* TASK TO COMPLETE
Pull every line from the records that has the word "magnitude" in it.

Stored records
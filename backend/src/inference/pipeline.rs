use std::sync::Arc;

use image::GenericImageView;
use ndarray::{Array1, Array3};
use shared::Verdict;

use super::config::PipelineConfig;
use super::model::{InferenceError, ModelLoadError, Scorer, TorchModel};
use super::preprocess::{DecodeError, Preprocessor};

/// A pipeline stage failed. Decode failures reject the upload; inference
/// failures abort the run before anything downstream executes. The stage name
/// is carried so the caller can report where the run died.
#[derive(Debug, thiserror::Error)]
pub enum PipelineError {
    #[error("image decode failed: {0}")]
    Decode(#[from] DecodeError),
    #[error("{stage} inference failed: {source}")]
    Inference {
        stage: &'static str,
        source: InferenceError,
    },
}

/// Outcome of one full pipeline run.
#[derive(Debug, Clone)]
pub struct Screening {
    pub branch_a_scores: Vec<f32>,
    pub branch_b_scores: Vec<f32>,
    pub probability: f32,
    pub verdict: Verdict,
    pub image_width: u32,
    pub image_height: u32,
}

/// The process-wide inference context: one preprocessor and three read-only
/// models, constructed once at startup and shared for the process lifetime.
/// Nothing in here is mutated per request.
pub struct EnsemblePipeline {
    preprocessor: Preprocessor,
    branch_a: Arc<dyn Scorer>,
    branch_b: Arc<dyn Scorer>,
    fusion: Arc<dyn Scorer>,
    default_threshold: f32,
}

impl EnsemblePipeline {
    /// Loads all three models from their configured candidate paths. Any
    /// failure here is fatal to the service.
    pub fn load(config: &PipelineConfig) -> Result<Self, ModelLoadError> {
        let branch_a = TorchModel::load(&config.models.branch_a.candidates)?;
        let branch_b = TorchModel::load(&config.models.branch_b.candidates)?;
        let fusion = TorchModel::load(&config.models.fusion.candidates)?;
        Ok(Self::from_parts(
            Preprocessor::new(config.image.size, config.image.mask_radius_ratio),
            Arc::new(branch_a),
            Arc::new(branch_b),
            Arc::new(fusion),
            config.decision.default_threshold,
        ))
    }

    /// Assembles a pipeline from already-built parts. Tests use this to
    /// substitute stub scorers for the torch modules.
    pub fn from_parts(
        preprocessor: Preprocessor,
        branch_a: Arc<dyn Scorer>,
        branch_b: Arc<dyn Scorer>,
        fusion: Arc<dyn Scorer>,
        default_threshold: f32,
    ) -> Self {
        Self {
            preprocessor,
            branch_a,
            branch_b,
            fusion,
            default_threshold,
        }
    }

    pub fn default_threshold(&self) -> f32 {
        self.default_threshold
    }

    /// Runs the full image-to-verdict pipeline: normalize, score both
    /// branches on the identical tensor, fuse the concatenated scores, and
    /// threshold the fused probability.
    pub fn classify(&self, bytes: &[u8], threshold: f32) -> Result<Screening, PipelineError> {
        let (tensor, decoded) = self.preprocessor.normalize(bytes)?;

        let (branch_a_scores, branch_b_scores) = self.score_both(&tensor)?;
        let probability = self.fuse(&branch_a_scores, &branch_b_scores)?;
        let verdict = Verdict::from_probability(probability, threshold);

        Ok(Screening {
            branch_a_scores,
            branch_b_scores,
            probability,
            verdict,
            image_width: decoded.width(),
            image_height: decoded.height(),
        })
    }

    /// Both branches consume the same tensor; neither depends on the other.
    fn score_both(&self, tensor: &Array3<f32>) -> Result<(Vec<f32>, Vec<f32>), PipelineError> {
        let scores_a = self
            .branch_a
            .score(tensor.view().into_dyn())
            .map_err(|source| PipelineError::Inference {
                stage: "branch_a",
                source,
            })?;
        let scores_b = self
            .branch_b
            .score(tensor.view().into_dyn())
            .map_err(|source| PipelineError::Inference {
                stage: "branch_b",
                source,
            })?;
        Ok((scores_a, scores_b))
    }

    /// Concatenates branch A scores followed by branch B scores and feeds the
    /// fusion model. The fused output must be a non-empty vector whose first
    /// element lies in [0, 1]; anything else is treated as a misconfigured
    /// model.
    fn fuse(&self, scores_a: &[f32], scores_b: &[f32]) -> Result<f32, PipelineError> {
        let inference = |source| PipelineError::Inference {
            stage: "fusion",
            source,
        };

        if scores_a.is_empty() || scores_b.is_empty() {
            return Err(inference(InferenceError::EmptyOutput));
        }

        let mut features = Vec::with_capacity(scores_a.len() + scores_b.len());
        features.extend_from_slice(scores_a);
        features.extend_from_slice(scores_b);
        let features = Array1::from_vec(features);

        let fused = self
            .fusion
            .score(features.view().into_dyn())
            .map_err(inference)?;

        let probability = *fused.first().ok_or(inference(InferenceError::EmptyOutput))?;
        if !(0.0..=1.0).contains(&probability) {
            return Err(inference(InferenceError::ProbabilityOutOfRange(
                probability,
            )));
        }
        Ok(probability)
    }
}
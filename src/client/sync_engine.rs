#![forbid(unsafe_code)]

// Drift correction for non-host participants.
//
// Every `sync_interval` the engine predicts where playback should be on the
// server clock and compares it with the local player: small drift is ignored,
// medium drift is absorbed by nudging the rate, large drift is a hard seek.

use super::clock::ClockSync;
use super::player::Player;
use crate::playback::PlaybackState;
use crate::schedule::ScheduledTask;
use std::sync::{Arc, Mutex as StdMutex, Weak};
use std::time::Duration;
use tokio::sync::broadcast;
use tokio::time::Instant;
use tracing::{debug, info, warn};

const CORRECTION_CAPACITY: usize = 64;

/// Thresholds are in milliseconds of drift.
#[derive(Debug, Clone)]
pub struct SyncConfig {
    pub no_action_threshold_ms: f64,
    /// At or above this the engine seeks instead of nudging the rate
    pub hard_seek_threshold_ms: f64,
    pub sync_interval: Duration,
    pub speed_up_rate: f64,
    pub slow_down_rate: f64,
    /// Corrections are suspended this long after a hard seek
    pub settle_delay: Duration,
}

impl Default for SyncConfig {
    fn default() -> Self {
        Self {
            no_action_threshold_ms: 100.0,
            hard_seek_threshold_ms: 300.0,
            sync_interval: Duration::from_millis(1000),
            speed_up_rate: 1.05,
            slow_down_rate: 0.95,
            settle_delay: Duration::from_millis(500),
        }
    }
}

#[derive(Debug, Clone, Copy, PartialEq, Eq)]
pub enum SyncPhase {
    Idle,
    /// Player bound, timer not started
    Armed,
    Running,
    Stopped,
}

#[derive(Debug, Clone, Copy, PartialEq)]
pub enum CorrectionAction {
    /// Within tolerance; rate restored to the server rate
    None,
    SpeedUp { rate: f64 },
    SlowDown { rate: f64 },
    HardSeek { position: f64 },
}

/// One evaluation of the sync loop.
#[derive(Debug, Clone, Copy, PartialEq)]
pub struct Correction {
    /// Positive means the local player is ahead
    pub drift_ms: f64,
    pub expected_position: f64,
    pub action: CorrectionAction,
}

/// Chooses the correction for a drift. Paused playback is never rate-nudged.
pub fn evaluate(drift_ms: f64, expected_position: f64, server: &PlaybackState, config: &SyncConfig) -> CorrectionAction {
    let magnitude = drift_ms.abs();
    if magnitude < config.no_action_threshold_ms {
        return CorrectionAction::None;
    }
    if magnitude >= config.hard_seek_threshold_ms || !server.is_playing {
        return CorrectionAction::HardSeek {
            position: expected_position,
        };
    }
    if drift_ms > 0.0 {
        CorrectionAction::SlowDown {
            rate: server.rate * config.slow_down_rate,
        }
    } else {
        CorrectionAction::SpeedUp {
            rate: server.rate * config.speed_up_rate,
        }
    }
}

struct EngineState {
    phase: SyncPhase,
    player: Option<Arc<dyn Player>>,
    server_state: Option<PlaybackState>,
    is_host: bool,
    settle_until: Option<Instant>,
    last_drift_ms: Option<f64>,
}

struct EngineInner {
    config: SyncConfig,
    clock: ClockSync,
    state: StdMutex<EngineState>,
    corrections: broadcast::Sender<Correction>,
    timer: StdMutex<Option<ScheduledTask>>,
}

/// Keeps a local player aligned with the room's authoritative playback state.
#[derive(Clone)]
pub struct SyncEngine {
    inner: Arc<EngineInner>,
}

impl SyncEngine {
    pub fn new(config: SyncConfig, clock: ClockSync) -> Self {
        let (corrections, _) = broadcast::channel(CORRECTION_CAPACITY);
        Self {
            inner: Arc::new(EngineInner {
                config,
                clock,
                state: StdMutex::new(EngineState {
                    phase: SyncPhase::Idle,
                    player: None,
                    server_state: None,
                    is_host: false,
                    settle_until: None,
                    last_drift_ms: None,
                }),
                corrections,
                timer: StdMutex::new(None),
            }),
        }
    }

    fn lock(&self) -> std::sync::MutexGuard<'_, EngineState> {
        self.inner.state.lock().unwrap_or_else(|e| e.into_inner())
    }

    pub fn config(&self) -> &SyncConfig {
        &self.inner.config
    }

    pub fn phase(&self) -> SyncPhase {
        self.lock().phase
    }

    /// Binds the player to drive. Rebinding replaces the previous player.
    pub fn attach(&self, player: Arc<dyn Player>) {
        let mut state = self.lock();
        match state.phase {
            SyncPhase::Stopped => {
                warn!("Sync engine already destroyed, ignoring player");
            }
            SyncPhase::Idle => {
                state.player = Some(player);
                state.phase = SyncPhase::Armed;
            }
            SyncPhase::Armed | SyncPhase::Running => {
                state.player = Some(player);
            }
        }
    }

    /// Starts the periodic check. Only valid once a player is attached.
    pub fn start(&self) -> bool {
        {
            let mut state = self.lock();
            if state.phase != SyncPhase::Armed {
                debug!("Sync engine start ignored in {:?}", state.phase);
                return false;
            }
            state.phase = SyncPhase::Running;
        }

        let weak: Weak<EngineInner> = Arc::downgrade(&self.inner);
        let task = ScheduledTask::every(self.inner.config.sync_interval, false, move || {
            if let Some(inner) = weak.upgrade() {
                SyncEngine { inner }.synchronize();
            }
            async {}
        });
        *self.inner.timer.lock().unwrap_or_else(|e| e.into_inner()) = Some(task);
        info!("Sync engine running every {:?}", self.inner.config.sync_interval);
        true
    }

    /// Stops the timer and releases the player. Safe from any phase, any number of times.
    pub fn destroy(&self) {
        let timer = self.inner.timer.lock().unwrap_or_else(|e| e.into_inner()).take();
        if let Some(timer) = timer {
            timer.cancel();
        }
        let mut state = self.lock();
        if state.phase == SyncPhase::Stopped {
            return;
        }
        state.phase = SyncPhase::Stopped;
        state.player = None;
        state.server_state = None;
        state.settle_until = None;
        debug!("Sync engine destroyed");
    }

    pub fn subscribe(&self) -> broadcast::Receiver<Correction> {
        self.inner.corrections.subscribe()
    }

    /// Last measured drift in milliseconds, if any measurement has happened.
    pub fn drift_ms(&self) -> Option<f64> {
        self.lock().last_drift_ms
    }

    pub fn server_state(&self) -> Option<PlaybackState> {
        self.lock().server_state
    }

    pub fn is_host(&self) -> bool {
        self.lock().is_host
    }

    /// Hosts are authoritative and never correct against their own broadcasts.
    pub fn set_host(&self, is_host: bool) {
        let mut state = self.lock();
        if state.is_host == is_host {
            return;
        }
        state.is_host = is_host;
        state.settle_until = None;
        if is_host {
            // Drop any nudge in progress
            if let (Some(player), Some(server)) = (&state.player, &state.server_state) {
                player.set_rate(server.rate);
            }
        }
    }

    /// Records a new authoritative state and, for non-hosts, drives the player to it.
    pub fn apply_server_state(&self, server: PlaybackState) {
        let server_now = self.inner.clock.server_now().round() as i64;
        let mut state = self.lock();
        state.server_state = Some(server);
        if state.is_host || state.phase == SyncPhase::Stopped {
            return;
        }
        let Some(player) = state.player.clone() else {
            return;
        };

        let expected = server.expected_position(server_now);
        let off_by_ms = (player.position() - expected).abs() * 1000.0;
        if server.is_playing {
            if off_by_ms >= self.inner.config.no_action_threshold_ms {
                player.seek(expected);
            }
            player.set_rate(server.rate);
            if !player.is_playing() {
                player.play();
            }
        } else {
            if player.is_playing() {
                player.pause();
            }
            if off_by_ms >= self.inner.config.no_action_threshold_ms {
                player.seek(expected);
            }
            player.set_rate(server.rate);
        }
        // A fresh state is a fresh baseline
        state.settle_until = None;
    }

    /// Runs one check against the current server clock estimate.
    pub fn synchronize(&self) -> Option<Correction> {
        let server_now = self.inner.clock.server_now();
        self.synchronize_at(server_now)
    }

    /// Runs one check as of `server_now` (ms). Returns `None` when there is
    /// nothing to evaluate: host, no player, no state, or settling after a seek.
    pub fn synchronize_at(&self, server_now: f64) -> Option<Correction> {
        let config = &self.inner.config;
        let mut state = self.lock();
        if state.is_host || !matches!(state.phase, SyncPhase::Armed | SyncPhase::Running) {
            return None;
        }
        let (Some(player), Some(server)) = (state.player.clone(), state.server_state) else {
            return None;
        };
        let now = Instant::now();
        if let Some(until) = state.settle_until {
            if now < until {
                return None;
            }
            state.settle_until = None;
        }

        let expected = server.expected_position(server_now.round() as i64);
        let drift_ms = (player.position() - expected) * 1000.0;
        state.last_drift_ms = Some(drift_ms);

        let action = evaluate(drift_ms, expected, &server, config);
        match action {
            CorrectionAction::None => {
                if player.rate() != server.rate {
                    player.set_rate(server.rate);
                }
            }
            CorrectionAction::SpeedUp { rate } | CorrectionAction::SlowDown { rate } => {
                debug!("Drift {:.0} ms, nudging rate to {:.3}", drift_ms, rate);
                player.set_rate(rate);
            }
            CorrectionAction::HardSeek { position } => {
                debug!("Drift {:.0} ms, seeking to {:.3}", drift_ms, position);
                state.settle_until = Some(now + config.settle_delay);
                player.seek(position);
                player.set_rate(server.rate);
            }
        }
        drop(state);

        let correction = Correction {
            drift_ms,
            expected_position: expected,
            action,
        };
        let _ = self.inner.corrections.send(correction);
        Some(correction)
    }
}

* REPLY
    let magnitude = drift_ms.abs();
    if magnitude < config.no_action_threshold_ms {
    if magnitude >= config.hard_seek_threshold_ms || !server.is_playing {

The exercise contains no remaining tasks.